Recent pan-cancer studies have delineated patterns of structural genomic variation across thousands of tumor whole genome sequences. It is not known to what extent the shortcomings of short read (≤ 150 bp) whole genome sequencing (WGS) used for structural variant analysis has limited our understanding of cancer genome structure. To formally address this, we introduce the concept of “loose ends” - copy number alterations that cannot be mapped to a rearrangement by WGS but can be indirectly detected through the analysis of junction-balanced genome graphs. Analyzing 2,319 pan-cancer WGS cases across 31 tumor types, we found loose ends were enriched in reference repeats and fusions of the mappable genome to repetitive or foreign sequences. Among these we found genomic footprints of neotelomeres, which were surprisingly enriched in cancers with low telomerase expression and alternate lengthening of telomeres phenotype. Our results also provide a rigorous upper bound on the role of non-allelic homologous recombination (NAHR) in large-scale cancer structural variation, while nominating INO80, FANCA, and ARID1A as positive modulators of somatic NAHR. Taken together, we estimate that short read WGS maps >97% of all large-scale (>10 kbp) cancer structural variation; the rest represent loose ends that require long molecule profiling to unambiguously resolve.

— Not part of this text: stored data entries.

//! Integration tests for failure counting and account locking.

mod helpers;

use chrono::Duration;

use std::sync::Arc;

use helpers::{FailingStore, IP, PASSWORD, PASSWORDS, TestApp};
use membership_auth::{LockoutState, LoginFailure, LoginOutcome, PasswordOutcome};
use membership_core::audit::{AuditCategory, AuditStatus};
use membership_core::error::ErrorKind;
use membership_core::traits::{AuditSink, Clock, Store};
use membership_core::types::SqlValue;
use membership_entity::policy::keys::{MAX_ALLOWED_FAILED_ATTEMPTS, PASSWORD_RULES};
use membership_service::MembershipEngine;

const WRONG: &str = "Wrong-pw7X";

async fn fail_login(app: &TestApp, username: &str) -> LoginOutcome {
    app.engine
        .credentials
        .verify_login(username, WRONG, IP)
        .await
        .unwrap()
}

#[tokio::test]
async fn test_third_failure_locks_account() {
    let app = TestApp::new().await;
    let id = app.create_test_user("alice", PASSWORD).await;

    fail_login(&app, "alice").await;
    app.advance(Duration::minutes(1));
    fail_login(&app, "alice").await;
    assert!(matches!(
        app.engine.lockout.status(id).await.unwrap(),
        LockoutState::Accumulating {
            failed_attempts: 2,
            ..
        }
    ));

    app.advance(Duration::minutes(1));
    fail_login(&app, "alice").await;
    assert_eq!(app.engine.lockout.status(id).await.unwrap(), LockoutState::Locked);

    let outcome = app
        .engine
        .credentials
        .verify_login("alice", PASSWORD, IP)
        .await
        .unwrap();
    assert!(matches!(outcome, LoginOutcome::Failed(LoginFailure::Locked)));

    let locked = app.audit.find(AuditCategory::Lockout, AuditStatus::Failure);
    assert_eq!(locked.len(), 1);
    assert_eq!(locked[0].message, "User locked out");
}

#[tokio::test]
async fn test_lock_closes_open_credentials() {
    let app = TestApp::new().await;
    let id = app.create_test_user("alice", PASSWORD).await;

    for _ in 0..3 {
        app.advance(Duration::seconds(10));
        fail_login(&app, "alice").await;
    }

    let open = app
        .count(
            "SELECT COUNT(*) AS n FROM credentials \
             WHERE account_id = ? AND (valid_until IS NULL OR valid_until > ?)",
            &[SqlValue::Int(id), SqlValue::Timestamp(app.now())],
        )
        .await;
    assert_eq!(open, 0);
}

#[tokio::test]
async fn test_success_between_windows_does_not_lock() {
    let app = TestApp::new().await;
    let id = app.create_test_user("alice", PASSWORD).await;

    fail_login(&app, "alice").await;
    fail_login(&app, "alice").await;
    let outcome = app
        .engine
        .credentials
        .verify_login("alice", PASSWORD, IP)
        .await
        .unwrap();
    assert!(outcome.is_success());

    app.advance(Duration::minutes(11));
    fail_login(&app, "alice").await;
    fail_login(&app, "alice").await;

    assert!(matches!(
        app.engine.lockout.status(id).await.unwrap(),
        LockoutState::Accumulating {
            failed_attempts: 2,
            ..
        }
    ));
    let account = app.engine.admin.find_account("alice").await.unwrap();
    assert!(!account.is_locked);
}

#[tokio::test]
async fn test_window_expiry_restarts_count_at_one() {
    let app = TestApp::new().await;
    let id = app.create_test_user("alice", PASSWORD).await;

    fail_login(&app, "alice").await;
    fail_login(&app, "alice").await;

    app.advance(Duration::minutes(11));
    assert_eq!(app.engine.lockout.status(id).await.unwrap(), LockoutState::Clear);

    fail_login(&app, "alice").await;
    let state = app.engine.lockout.status(id).await.unwrap();
    assert_eq!(
        state,
        LockoutState::Accumulating {
            failed_attempts: 1,
            first_failed_at: Some(app.now()),
        }
    );
}

#[tokio::test]
async fn test_zero_max_attempts_disables_locking() {
    let app = TestApp::new().await;
    app.set_rule(MAX_ALLOWED_FAILED_ATTEMPTS, 0).await;
    app.create_test_user("alice", PASSWORD).await;

    for _ in 0..6 {
        fail_login(&app, "alice").await;
    }

    let outcome = app
        .engine
        .credentials
        .verify_login("alice", PASSWORD, IP)
        .await
        .unwrap();
    assert!(outcome.is_success());
}

#[tokio::test]
async fn test_unknown_user_failures_are_not_counted() {
    let app = TestApp::new().await;
    let id = app.create_test_user("alice", PASSWORD).await;

    for _ in 0..5 {
        let outcome = fail_login(&app, "mallory").await;
        assert!(matches!(outcome, LoginOutcome::Failed(LoginFailure::UnknownUser)));
    }

    assert_eq!(app.engine.lockout.status(id).await.unwrap(), LockoutState::Clear);
    assert_eq!(
        app.audit.find(AuditCategory::Login, AuditStatus::Failure).len(),
        5
    );
}

#[tokio::test]
async fn test_concurrent_failures_are_all_counted() {
    let app = TestApp::new().await;
    app.set_rule(MAX_ALLOWED_FAILED_ATTEMPTS, 10).await;
    let id = app.create_test_user("alice", PASSWORD).await;

    let creds = app.engine.credentials.clone();
    let attempts = (0..4).map(|_| {
        let creds = creds.clone();
        tokio::spawn(async move { creds.verify_login("alice", WRONG, IP).await.unwrap() })
    });
    for handle in attempts.collect::<Vec<_>>() {
        handle.await.unwrap();
    }

    assert!(matches!(
        app.engine.lockout.status(id).await.unwrap(),
        LockoutState::Accumulating {
            failed_attempts: 4,
            ..
        }
    ));
}

#[tokio::test]
async fn test_reset_password_unlocks_with_temporary_credential() {
    let app = TestApp::new().await;
    let id = app.create_test_user("alice", PASSWORD).await;
    for _ in 0..3 {
        fail_login(&app, "alice").await;
    }
    assert_eq!(app.engine.lockout.status(id).await.unwrap(), LockoutState::Locked);

    app.advance(Duration::minutes(5));
    let outcome = app
        .engine
        .admin
        .reset_password(id, PASSWORDS[0])
        .await
        .unwrap();
    assert!(matches!(outcome, PasswordOutcome::Stored { .. }));
    assert_eq!(app.engine.lockout.status(id).await.unwrap(), LockoutState::Clear);

    let outcome = app
        .engine
        .credentials
        .verify_login("alice", PASSWORDS[0], IP)
        .await
        .unwrap();
    assert!(matches!(outcome, LoginOutcome::TemporaryPassword(_)));

    // The old password stays closed after the lock.
    let outcome = app
        .engine
        .credentials
        .verify_login("alice", PASSWORD, IP)
        .await
        .unwrap();
    assert!(matches!(outcome, LoginOutcome::Failed(LoginFailure::WrongPassword)));
}

#[tokio::test]
async fn test_unlock_alone_leaves_no_credential() {
    let app = TestApp::new().await;
    let id = app.create_test_user("alice", PASSWORD).await;
    for _ in 0..3 {
        fail_login(&app, "alice").await;
    }

    app.engine.admin.unlock(id).await.unwrap();
    app.advance(Duration::seconds(1));
    let outcome = app
        .engine
        .credentials
        .verify_login("alice", PASSWORD, IP)
        .await
        .unwrap();
    assert!(matches!(
        outcome,
        LoginOutcome::Failed(LoginFailure::NoValidCredential)
    ));
}

#[tokio::test]
async fn test_unlock_unknown_account_is_not_found() {
    let app = TestApp::new().await;
    let err = app.engine.admin.unlock(999).await.unwrap_err();
    assert!(err.is(ErrorKind::NotFound));
}

#[tokio::test]
async fn test_failed_unlock_keeps_reset_password_out() {
    let app = TestApp::new().await;
    let id = app.create_test_user("alice", PASSWORD).await;
    for _ in 0..3 {
        fail_login(&app, "alice").await;
    }

    let store: Arc<dyn Store> = Arc::new(FailingStore::new(app.store.clone(), "is_locked = 0"));
    let audit: Arc<dyn AuditSink> = app.audit.clone();
    let clock: Arc<dyn Clock> = app.clock.clone();
    let engine = MembershipEngine::new(store, audit, clock, &app.config).unwrap();

    app.advance(Duration::minutes(5));
    let err = engine.admin.reset_password(id, PASSWORDS[0]).await.unwrap_err();
    assert!(err.is(ErrorKind::Database));

    assert_eq!(app.engine.lockout.status(id).await.unwrap(), LockoutState::Locked);
    let credentials = app
        .count(
            "SELECT COUNT(*) AS n FROM credentials WHERE account_id = ?",
            &[SqlValue::Int(id)],
        )
        .await;
    assert_eq!(credentials, 1);

    let outcome = app
        .engine
        .credentials
        .verify_login("alice", PASSWORDS[0], IP)
        .await
        .unwrap();
    assert!(matches!(outcome, LoginOutcome::Failed(LoginFailure::Locked)));
}

#[tokio::test]
async fn test_critical_sections_are_released() {
    let app = TestApp::new().await;
    let id = app.create_test_user("alice", PASSWORD).await;

    for _ in 0..3 {
        fail_login(&app, "alice").await;
    }
    assert_eq!(app.engine.lockout.tracked_accounts(), 0);

    app.engine.admin.reset_password(id, PASSWORDS[0]).await.unwrap();
    app.engine.admin.unlock(id).await.unwrap();
    assert_eq!(app.engine.lockout.tracked_accounts(), 0);

    {
        let _held = app.engine.lockout.lock_account(id).await;
        assert_eq!(app.engine.lockout.tracked_accounts(), 1);
    }
    assert_eq!(app.engine.lockout.tracked_accounts(), 0);
}

#[tokio::test]
async fn test_status_reports_unreadable_rules() {
    let app = TestApp::new().await;
    let id = app.create_test_user("alice", PASSWORD).await;
    fail_login(&app, "alice").await;

    {
        let mut conn = app.store.connection().await.unwrap();
        conn.execute(
            "DELETE FROM policy_parameters WHERE param_group = ?",
            &[SqlValue::from(PASSWORD_RULES)],
        )
        .await
        .unwrap();
    }
    app.engine.policy.invalidate(PASSWORD_RULES).await;

    let err = app.engine.lockout.status(id).await.unwrap_err();
    assert!(err.is(ErrorKind::NotFound));
}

Our results have broad relevance for future research and clinical applications of short read WGS and delineate precise directions where long molecule studies might provide transformative insight into cancer genome structure.

Competing Interest Statement

The authors have declared no competing interest.

Copyright 
The copyright holder for this preprint is the author/funder, who has granted bioRxiv a license to display the preprint in perpetuity. All rights reserved. No reuse allowed without permission.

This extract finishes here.